If there is one thing we have learned about Donald Trump during and since the election, it is that his ego is massively bigger than his IQ. A smarter man would have realized that a spotlight comes with the Presidential territory–and that past criminal activity would eventually be uncovered.

About that spotlight:

The Washington Post, especially, has done significant work uncovering misuse of the Trump Foundation and various other Trump scams. Now, McClatchy’s Washington Bureau has weighed in with itemized evidence of the way Russian oligarchs bailed Trump out of financial difficulties with (many anonymous) cash purchases of real estate, often for dramatically inflated prices.

Aleksandr Burman, a Ukrainian who engaged in a health care scheme that cost the federal government $26 million and was sentenced to a decade in prison, paid $725,000 cash for a condo at a Trump Tower I in Sunny Isles Beach, Fla. in 2009.

Leonid Zeldovich, who has reportedly done extensive business in the Russian-annexed area of Crimea,bought four Trump units outright at a cost of more than $4.35 million, three of them in New York City between 2007 and 2010.

And Igor Romashov, who served as chairman of the board of Transoil, a Russian oil transport company subject to U.S. sanctions, paid $620,000 upfront for a unit at a building adorned with the future U.S. president’s name in Sunny Isles Beach in 2010.

Buyers connected to Russia or former Soviet republics made 86 all-cash sales — totaling nearly $109 million — at 10 Trump-branded properties in South Florida and New York City, according to a new analysis shared with McClatchy. Many of them made purchases using shell companies designed to obscure their identities.

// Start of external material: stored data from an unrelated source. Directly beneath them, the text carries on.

use crossbeam::channel::Sender;

use crate::engine::SessionUpdate;
use crate::events::{Instrument, KeyEvent, Source};
use crate::prediction::ScheduledNote;

/// Anything that renders key transitions: sound, on-screen keys, MIDI out.
pub trait KeySink: Send {
    fn key_down(&mut self, key: &KeyEvent);
    fn key_up(&mut self, key: &KeyEvent);
}

/// Visual activity pulses.
pub trait GlowSink: Send {
    fn user(&mut self);
    fn ai(&mut self, time: f64);
}

/// Fans player input, AI output and status updates out to collaborators.
#[derive(Default)]
pub struct SessionBus {
    key_sinks: Vec<Box<dyn KeySink>>,
    glow_sinks: Vec<Box<dyn GlowSink>>,
    updates: Option<Sender<SessionUpdate>>,
}

impl SessionBus {
    pub fn new() -> Self {
        Self::default()
    }

    pub fn with_key_sink(mut self, sink: impl KeySink + 'static) -> Self {
        self.key_sinks.push(Box::new(sink));
        self
    }

    pub fn with_glow_sink(mut self, sink: impl GlowSink + 'static) -> Self {
        self.glow_sinks.push(Box::new(sink));
        self
    }

    pub fn set_updates(&mut self, updates: Sender<SessionUpdate>) {
        self.updates = Some(updates);
    }

    pub fn player_key_down(&mut self, pitch: u8, velocity: u8, time: f64) {
        let key = KeyEvent {
            pitch,
            time,
            instrument: Instrument::Player,
            velocity,
            source: Source::Player,
        };
        for sink in &mut self.key_sinks {
            sink.key_down(&key);
        }
        for glow in &mut self.glow_sinks {
            glow.user();
        }
    }

    pub fn player_key_up(&mut self, pitch: u8, velocity: u8, time: f64) {
        let key = KeyEvent {
            pitch,
            time,
            instrument: Instrument::Player,
            velocity,
            source: Source::Player,
        };
        for sink in &mut self.key_sinks {
            sink.key_up(&key);
        }
        for glow in &mut self.glow_sinks {
            glow.user();
        }
    }

    /// Both transitions of a predicted note, stamped with their future times.
    pub fn ai_note(&mut self, note: &ScheduledNote) {
        let down = KeyEvent {
            pitch: note.pitch,
            time: note.start,
            instrument: note.instrument,
            velocity: note.velocity,
            source: Source::Ai,
        };
        let up = KeyEvent {
            time: note.end,
            ..down
        };

        for sink in &mut self.key_sinks {
            sink.key_down(&down);
        }
        for glow in &mut self.glow_sinks {
            glow.ai(down.time);
        }
        for sink in &mut self.key_sinks {
            sink.key_up(&up);
        }
        for glow in &mut self.glow_sinks {
            glow.ai(up.time);
        }
    }

    pub fn publish(&self, update: SessionUpdate) {
        if let Some(updates) = &self.updates {
            let _ = updates.send(update);
        }
    }
}

#[cfg(test)]
mod tests {
    use super::*;
    use crossbeam::channel::{Sender, unbounded};

    struct ChannelKeys(Sender<(bool, KeyEvent)>);

    impl KeySink for ChannelKeys {
        fn key_down(&mut self, key: &KeyEvent) {
            let _ = self.0.send((true, *key));
        }

        fn key_up(&mut self, key: &KeyEvent) {
            let _ = self.0.send((false, *key));
        }
    }

    struct ChannelGlow(Sender<Option<f64>>);

    impl GlowSink for ChannelGlow {
        fn user(&mut self) {
            let _ = self.0.send(None);
        }

        fn ai(&mut self, time: f64) {
            let _ = self.0.send(Some(time));
        }
    }

    #[test]
    fn ai_note_fans_out_both_transitions() {
        let (keys_tx, keys_rx) = unbounded();
        let (glow_tx, glow_rx) = unbounded();
        let mut bus = SessionBus::new()
            .with_key_sink(ChannelKeys(keys_tx))
            .with_glow_sink(ChannelGlow(glow_tx));

        bus.ai_note(&ScheduledNote {
            pitch: 62,
            velocity: 80,
            instrument: Instrument::Ai1,
            start: 3.0,
            end: 3.5,
        });

        let (down, key) = keys_rx.try_recv().unwrap();
        assert!(down && key.is_ai() && key.time == 3.0);
        let (down, key) = keys_rx.try_recv().unwrap();
        assert!(!down && key.time == 3.5 && key.instrument == Instrument::Ai1);
        assert_eq!(glow_rx.try_iter().collect::<Vec<_>>(), vec![Some(3.0), Some(3.5)]);
    }

    #[test]
    fn player_keys_pulse_user_glow() {
        let (glow_tx, glow_rx) = unbounded();
        let mut bus = SessionBus::new().with_glow_sink(ChannelGlow(glow_tx));
        bus.player_key_down(60, 100, 0.0);
        bus.player_key_up(60, 100, 0.5);
        assert_eq!(glow_rx.try_iter().collect::<Vec<_>>(), vec![None, None]);
    }
}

Rep. Adam Schiff of California, the top Democrat on the House Intelligence Committee and a former federal prosecutor, has called evidence of these transactions “deeply troubling.” He also noted that there have been credible allegations of money laundering by the Trump Organization for many years. If these allegations are true, it could pose a real threat to the United States, because Russia would be able to “leverage” evidence of illicit financial transactions against the President.
“Leverage” is a polite word for blackmail.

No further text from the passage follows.